IJERPH, Vol. 16, Pages 3045: The Ecological Water Demand of Schizothorax in Tibet Based on Habitat Area and Connectivity (International Journal of Environmental Research and Public Health)

Water resource regulation is convenient for humans, but also changes river hydrology and affects aquatic ecosystems. This study combined a field investigation and two-dimensional hydrodynamic model (MIKE21) to simulate the hydrodynamic distribution from 1 March to 30 April of 2008–2013 and establish the HDI (habitat depth suitability index) and HVI (habitat velocity suitability index) based on static hydraulic conditions at typical points. Additionally, by using MIKE21 to simulate the hydraulic state in the study area under 20 flow conditions from 530–1060 m3/s, and combining these states with the HCI (habitat cover type suitability index), HDI, and HVI, we simulated the WUA (weighted usable area) and habitat connectivity under different runoff regulation scenarios to study the water requirements of Schizothorax during the spawning period in the Yanni wetland.
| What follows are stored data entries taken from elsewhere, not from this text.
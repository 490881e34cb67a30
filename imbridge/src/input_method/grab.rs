//! Keyboard grabs of the input method
//!
//! While an input method holds a grab and is active, the compositor hands it
//! the keys of the seat instead of sending them to the focused client.

use std::os::unix::io::AsRawFd;

use imbridge_backend::server::{Handle, ObjectId};
use imbridge_protocols::{
    core::wl_keyboard::{self, KeymapFormat},
    input_method::v2::zwp_input_method_keyboard_grab_v2,
};

use crate::{config::Config, post_event};

/// State of a key
#[derive(Debug, Clone, Copy, PartialEq, Eq)]
pub enum KeyState {
    /// the key is not pressed
    Released,
    /// the key is pressed
    Pressed,
}

impl KeyState {
    pub(crate) fn from_wire(raw: u32) -> Self {
        if raw == 0 {
            KeyState::Released
        } else {
            KeyState::Pressed
        }
    }

    fn to_wire(self) -> u32 {
        match self {
            KeyState::Released => 0,
            KeyState::Pressed => 1,
        }
    }
}

/// A key press or release
#[derive(Debug, Clone, Copy, PartialEq, Eq)]
pub struct KeyEvent {
    /// serial of the event
    pub serial: u32,
    /// timestamp in milliseconds
    pub time: u32,
    /// evdev key code
    pub key: u32,
    /// pressed or released
    pub state: KeyState,
}

/// XKB modifier state
#[derive(Debug, Default, Clone, Copy, PartialEq, Eq)]
pub struct ModifiersState {
    /// serial of the event
    pub serial: u32,
    /// physically pressed modifiers
    pub depressed: u32,
    /// latched modifiers
    pub latched: u32,
    /// locked modifiers
    pub locked: u32,
    /// keyboard layout
    pub group: u32,
}

/// Outcome of [`Core::route_key`](crate::Core::route_key)
#[derive(Debug, Clone, Copy, PartialEq, Eq)]
pub enum KeyRouting {
    /// the input method received the event, the focused client must not
    Grabbed,
    /// no grab, the compositor delivers the event as usual
    Passthrough,
}

#[derive(Debug, Clone, Copy, PartialEq, Eq)]
pub(crate) enum GrabKind {
    /// `wl_keyboard` from `zwp_input_method_context_v1.grab_keyboard`
    Keyboard,
    /// `zwp_input_method_keyboard_grab_v2`
    GrabV2,
}

/// A grab object of the bound input method
#[derive(Debug)]
pub(crate) struct KeyboardGrab {
    pub(crate) object: ObjectId,
    pub(crate) kind: GrabKind,
}

impl KeyboardGrab {
    /// Send the keymap, repeat info and modifiers the grab starts with
    pub(crate) fn send_setup<D>(
        &self,
        handle: &mut Handle<D>,
        config: &Config,
        modifiers: ModifiersState,
    ) {
        let version = handle.object_info(self.object.clone()).map_or(1, |info| info.version);
        if let Some(keymap) = &config.keymap {
            let (fd, size) = (keymap.fd().as_raw_fd(), keymap.size());
            let msg = match self.kind {
                GrabKind::Keyboard => wl_keyboard::Event::Keymap {
                    format: KeymapFormat::XkbV1,
                    fd,
                    size,
                }
                .into_message(self.object.clone()),
                GrabKind::GrabV2 => zwp_input_method_keyboard_grab_v2::Event::Keymap {
                    format: KeymapFormat::XkbV1,
                    fd,
                    size,
                }
                .into_message(self.object.clone()),
            };
            post_event(handle, msg);
        }
        let repeat = config.repeat_info;
        match self.kind {
            GrabKind::Keyboard if version >= wl_keyboard::EVT_REPEAT_INFO_SINCE => post_event(
                handle,
                wl_keyboard::Event::RepeatInfo { rate: repeat.rate, delay: repeat.delay }
                    .into_message(self.object.clone()),
            ),
            GrabKind::Keyboard => {}
            GrabKind::GrabV2 => post_event(
                handle,
                zwp_input_method_keyboard_grab_v2::Event::RepeatInfo {
                    rate: repeat.rate,
                    delay: repeat.delay,
                }
                .into_message(self.object.clone()),
            ),
        }
        self.send_modifiers(handle, modifiers);
    }

    pub(crate) fn send_key<D>(&self, handle: &mut Handle<D>, event: KeyEvent) {
        let KeyEvent { serial, time, key, state } = event;
        let state = state.to_wire();
        let msg = match self.kind {
            GrabKind::Keyboard => wl_keyboard::Event::Key { serial, time, key, state }
                .into_message(self.object.clone()),
            GrabKind::GrabV2 => {
                zwp_input_method_keyboard_grab_v2::Event::Key { serial, time, key, state }
                    .into_message(self.object.clone())
            }
        };
        post_event(handle, msg);
    }

    pub(crate) fn send_modifiers<D>(&self, handle: &mut Handle<D>, modifiers: ModifiersState) {
        let ModifiersState { serial, depressed, latched, locked, group } = modifiers;
        let msg = match self.kind {
            GrabKind::Keyboard => wl_keyboard::Event::Modifiers {
                serial,
                mods_depressed: depressed,
                mods_latched: latched,
                mods_locked: locked,
                group,
            }
            .into_message(self.object.clone()),
            GrabKind::GrabV2 => zwp_input_method_keyboard_grab_v2::Event::Modifiers {
                serial,
                mods_depressed: depressed,
                mods_latched: latched,
                mods_locked: locked,
                group,
            }
            .into_message(self.object.clone()),
        };
        post_event(handle, msg);
    }
}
The results showed the following: (1) the suitable cover type was cobble and rock substrate, with nearby sandy land; furthermore, the suitable water depth was 0.5–1.5 m, and the suitable velocity was 0.1–0.9 m/s. (2) Using the proximity index to analyse the connectivity of suitable habitats, the range of ecological discharge determined by the WUA and connectivity was 424–1060 m/s. (3) Habitat quality was divided into three levels to detail the flow demand further. When the flow was 424–530 m3/s or 848–1060 m3/s, the WUA and connectivity generally met the requirements under natural conditions. When the flow was 530–636 m3/s or 742–848 m3/s, the WUA and connectivity were in a good state. When the flow was 636–742 m3/s, the WUA and connectivity were in the best state. This study complements existing research on the suitability of Schizothorax habitat in Tibet, and introduces the connectivity index to enrich the method for calculating ecological water demand, providing a reference for resource regulation and the protection of aquatic organisms.